Fat Witch Bakery: Known as NY's Legendary Brownie they are worth the hype! Pumpkin season brings forth the limited, and popular, pumpkin brownie. a thin chocolate brownie layer than a thick pumpkin layer then a thin graham cracker like layer that is delicious and made fresh every morning! Fat Witch was so nice to hold two for me free of charge after I was unable to get there in time to purchase these delicious confections. I had had their brownies and blondies at my brownie/blondie party in 2010 when Joy purchased them and was already a fan but now I'm a SUPER fan not just for their generosity but for the taste of that amazingly fresh and perfect brownie and pumpkin mix. More please.
Ivy Bakery: A well run, one woman show Ivy Bakery was hit hard after Hurricane/Superstorm Sandy. I had tried Daniellan's trademark Buttermilk Pie and it is creamy goodness with a crust! Try her ooey gooey bar and it'll remind you of the pie in bar form. And the pumpkin cupcake! Another must-try since I love pumpkin anything. Daniellan is going to be offering classes for pie crusts and starting January 8th for truffles! So check out Ivy Bakery on Facebook to learn some baking tips and/or just lounge around and have some sweet goods or savory ones.
Hill Country BBQ: One of the best cupcakes I have had hands down! The cupcake has a whipped peanut butter frosting with Reese's pieces and salted peanuts atop a golden cake (perfectly moist) and inside jelly! Peanut butter will overwhelm no matter what but if you love it and it's light in texture everything balances out. It was delicious and I can see why Godiva Sweetest gave it the award in 2012 as a challenge winner for Best Cupcake at the NYC Food & Wine Festival. Deservedly so, I say.
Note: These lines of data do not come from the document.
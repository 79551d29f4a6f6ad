use super::common::{
    escapes_workspace, failed_tool_result, required_str, resolve_path, workspace_path_property,
};
use super::traits::{ExecutionContext, Tool};
use super::types::ToolResult;
use serde_json::json;
use std::future::Future;
use std::path::Path;
use std::pin::Pin;
use tokio::io::AsyncWriteExt;

#[derive(Debug, Clone, Copy, PartialEq, Eq, strum::Display, strum::EnumString)]
#[strum(serialize_all = "snake_case")]
enum WriteMode {
    Create,
    Overwrite,
    Append,
}

/// Write file contents with path sandboxing.
pub struct FileWriteTool;

impl FileWriteTool {
    pub const fn new() -> Self {
        Self
    }
}

impl Tool for FileWriteTool {
    fn name(&self) -> &str {
        "file_write"
    }

    fn description(&self) -> &str {
        "Write contents to a file in the workspace (create, overwrite or append)"
    }

    fn parameters_schema(&self) -> serde_json::Value {
        json!({
            "type": "object",
            "properties": {
                "path": workspace_path_property(),
                "content": {
                    "type": "string",
                    "description": "Content to write to the file"
                },
                "mode": {
                    "type": "string",
                    "enum": ["create", "overwrite", "append"],
                    "description": "create fails if the file exists (default)"
                }
            },
            "required": ["path", "content"],
            "additionalProperties": false
        })
    }

    fn execute<'a>(
        &'a self,
        args: serde_json::Value,
        ctx: &'a ExecutionContext,
    ) -> Pin<Box<dyn Future<Output = anyhow::Result<ToolResult>> + Send + 'a>> {
        Box::pin(async move {
            let path = required_str(&args, "path")?;
            let content = required_str(&args, "content")?;
            let mode: WriteMode = args
                .get("mode")
                .and_then(|v| v.as_str())
                .unwrap_or("create")
                .parse()
                .map_err(|_| anyhow::anyhow!("Unsupported write mode"))?;

            if let Err(reason) = ctx.sandbox.check_path(path) {
                return Ok(failed_tool_result(format!(
                    "blocked by security policy: {reason}"
                )));
            }

            let full_path = resolve_path(ctx, path);

            let Some(parent) = full_path.parent() else {
                return Ok(failed_tool_result("Invalid path: missing parent directory"));
            };

            match tokio::fs::metadata(parent).await {
                Ok(meta) => {
                    if !meta.is_dir() {
                        return Ok(failed_tool_result(format!(
                            "Invalid path: parent is not a directory: {}",
                            parent.display()
                        )));
                    }
                }
                Err(e) if e.kind() == std::io::ErrorKind::NotFound => {
                    tokio::fs::create_dir_all(parent).await?;
                }
                Err(e) => {
                    return Ok(failed_tool_result(format!(
                        "Failed to inspect parent directory: {e}"
                    )));
                }
            }

            // Resolve parent after creation so symlinked directories are caught.
            let resolved_parent = match tokio::fs::canonicalize(parent).await {
                Ok(p) => p,
                Err(e) => {
                    return Ok(failed_tool_result(format!(
                        "Failed to resolve file path: {e}"
                    )));
                }
            };

            let Some(file_name) = full_path.file_name() else {
                return Ok(failed_tool_result("Invalid path: missing file name"));
            };
            let resolved_target = resolved_parent.join(file_name);

            if !Path::new(path).is_absolute() && escapes_workspace(ctx, &resolved_parent).await {
                return Ok(failed_tool_result(
                    "blocked by security policy: resolved path escapes workspace",
                ));
            }

            if let Ok(meta) = tokio::fs::symlink_metadata(&resolved_target).await
                && meta.file_type().is_symlink()
            {
                return Ok(failed_tool_result(format!(
                    "Refusing to write through symlink: {}",
                    resolved_target.display()
                )));
            }

            let mut options = tokio::fs::OpenOptions::new();
            match mode {
                WriteMode::Create => options.write(true).create_new(true),
                WriteMode::Overwrite => options.write(true).create(true).truncate(true),
                WriteMode::Append => options.append(true).create(true),
            };

            let mut file = match options.open(&resolved_target).await {
                Ok(file) => file,
                Err(e) if e.kind() == std::io::ErrorKind::AlreadyExists => {
                    return Ok(failed_tool_result(format!(
                        "File already exists: {path} (use mode=overwrite or mode=append)"
                    )));
                }
                Err(e) => return Ok(failed_tool_result(format!("Failed to open file: {e}"))),
            };

            if let Err(e) = file.write_all(content.as_bytes()).await {
                return Ok(failed_tool_result(format!("Failed to write file: {e}")));
            }
            file.flush().await?;

            Ok(ToolResult::ok(
                format!("Written {} bytes to {path} ({mode})", content.len()),
                json!({
                    "path": resolved_target.to_string_lossy(),
                    "bytes_written": content.len(),
                    "mode": mode.to_string(),
                }),
            ))
        })
    }
}
//! Request pipeline: plan, classify, confirm, execute, verify.
//!
//! [`Pipeline::start`] wires the stage services, the approver and the
//! telemetry sink onto one bus and hands back the coordinator.

pub mod coordinator;
pub mod executor;
pub mod messages;
pub mod plan;
pub mod planner;
pub mod services;
pub mod task;
pub mod verifier;

pub use coordinator::{PipelineSettings, TaskCoordinator};
pub use executor::{ExecutionResult, Executor};
pub use messages::{PipelineBus, PipelineMessage};
pub use plan::{ExecutionPlan, PlanStep};
pub use planner::{
    CommandPlanner, PlanOutcome, Planner, PlanningInput, StaticPlanner, parse_planner_output,
};
pub use services::{StageServices, attach_approver, attach_stage_services, spawn_expiry_sweeper};
pub use task::{Task, TaskStatus, TraceEvent};
pub use verifier::{VerificationReport, Verifier};

use crate::bus::Subscription;
use crate::reminders::ReminderStore;
use crate::security::{ApprovalBroker, ConfirmationGate, RiskEngine};
use crate::telemetry::{Observer, TelemetrySink};
use crate::tools::{ExecutionContext, ToolRegistry};
use std::sync::Arc;
use std::time::Duration;
use tokio::task::JoinHandle;
use tokio_util::sync::CancellationToken;

const SWEEP_INTERVAL: Duration = Duration::from_secs(1);

/// Everything needed to assemble a pipeline.
pub struct PipelineComponents {
    pub registry: Arc<ToolRegistry>,
    pub planner: Arc<dyn Planner>,
    pub risk: RiskEngine,
    pub broker: Arc<dyn ApprovalBroker>,
    pub context: ExecutionContext,
    pub settings: PipelineSettings,
    pub observer: Arc<dyn Observer>,
    /// Store the verifier checks `reminder_set` results against.
    pub reminders: Option<Arc<ReminderStore>>,
}

/// A running pipeline. Must be started inside a Tokio runtime.
pub struct Pipeline {
    bus: PipelineBus,
    coordinator: Arc<TaskCoordinator>,
    gate: Arc<ConfirmationGate>,
    observer: Arc<dyn Observer>,
    subscriptions: Vec<Subscription>,
    sweeper: Option<JoinHandle<()>>,
    shutdown: CancellationToken,
}

impl Pipeline {
    pub fn start(components: PipelineComponents) -> Self {
        let PipelineComponents {
            registry,
            planner,
            risk,
            broker,
            context,
            settings,
            observer,
            reminders,
        } = components;

        let bus = PipelineBus::new();
        let gate = Arc::new(ConfirmationGate::new());
        let mut verifier = Verifier::new(context.workspace_dir.clone());
        if let Some(store) = reminders {
            verifier = verifier.with_reminders(store);
        }
        let verifier = Arc::new(verifier);
        let executor = Arc::new(
            Executor::new(Arc::clone(&registry), context)
                .with_step_timeout(settings.execution_timeout),
        );

        let mut subscriptions = attach_stage_services(
            &bus,
            StageServices {
                risk: Arc::new(risk),
                gate: Arc::clone(&gate),
                executor,
                verifier,
                confirmation_ttl: settings.confirmation_timeout,
            },
        );
        subscriptions.push(attach_approver(&bus, Arc::clone(&gate), broker));
        subscriptions.push(TelemetrySink::attach(&bus, Arc::clone(&observer)));

        let shutdown = CancellationToken::new();
        let sweeper = spawn_expiry_sweeper(Arc::clone(&gate), SWEEP_INTERVAL, shutdown.clone());
        let coordinator = Arc::new(TaskCoordinator::new(
            bus.clone(),
            planner,
            registry,
            settings,
        ));

        tracing::debug!(subscribers = subscriptions.len(), "pipeline started");
        Self {
            bus,
            coordinator,
            gate,
            observer,
            subscriptions,
            sweeper: Some(sweeper),
            shutdown,
        }
    }

    pub fn coordinator(&self) -> &Arc<TaskCoordinator> {
        &self.coordinator
    }

    pub fn gate(&self) -> &Arc<ConfirmationGate> {
        &self.gate
    }

    pub fn bus(&self) -> &PipelineBus {
        &self.bus
    }

    /// Stop the sweeper, detach every subscriber and flush telemetry.
    pub async fn shutdown(mut self) {
        self.shutdown.cancel();
        if let Some(sweeper) = self.sweeper.take()
            && let Err(e) = sweeper.await
        {
            tracing::warn!("confirmation sweeper ended abnormally: {e}");
        }
        for subscription in &self.subscriptions {
            self.bus.unsubscribe(subscription);
        }
        self.bus.shutdown();
        self.observer.flush();
    }
}

impl Drop for Pipeline {
    fn drop(&mut self) {
        self.shutdown.cancel();
    }
}
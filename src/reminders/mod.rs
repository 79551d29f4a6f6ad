//! Reminder persistence and the background daemon that fires them.

pub mod daemon;
pub mod store;
pub mod time;
pub mod types;

pub use daemon::{ReminderDaemon, TickReport};
pub use store::{ClaimGuard, ReminderStore};
pub use time::parse_reminder_time;
pub use types::{NewReminder, NotificationEvent, Priority, Reminder};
Brooklyn Treat Shoppe: I got to work with ToniAnn at Bay Ridge Cares Kitchen (BRiCK) a couple times post Sandy. ToniAnn was a regular fixture baking desserts in large quantities for the meals that went out for BRiCK. She also donated some items one of which was a dulce de leche cake. I don't use acronyms often but OMG people that was the BEST yellow cake I have had in a very, very long time. It reminded me of the boxed cakes in texture in that it had a great balance of moisture you can get when adding pudding into the mix but it was NOT boxed cake it was an original. The dulce de leche frosting was perfectly smooth and we were eating that thing with our hands. Yes(!), we went carnal on that cake it was so good. I cannot wait to taste more of ToniAnn's confections in the New Year.
Francois Payard Bakery: And in the last few days of 2012 I had a couple French macarons from FPB. The vanilla bean is a goodie. Vanilla bean cookie and frosting. Passion fruit was good but I couldn't discern what the filling was exactly. After having had many macarons and especially those from Macaron Parlour I have to say FPBs are good but not on the same level. The cookie itself felt a bit tougher than it should as I am used to having the nice crunch/crackle of a French macaron exterior with a delicate softness that makes it easy to break apart and chew. This may have been due to temperature. I'd definitely try the vanilla bean again.
So that was my year in baked goods. Who knows how much weight I have gained from all this experimentation and tasting and whatnot, but for delicious desserts there are never any regrets...ever! Every year it seems new places pop up so I'm eager to try more in 2013 and beyond. Happy eating!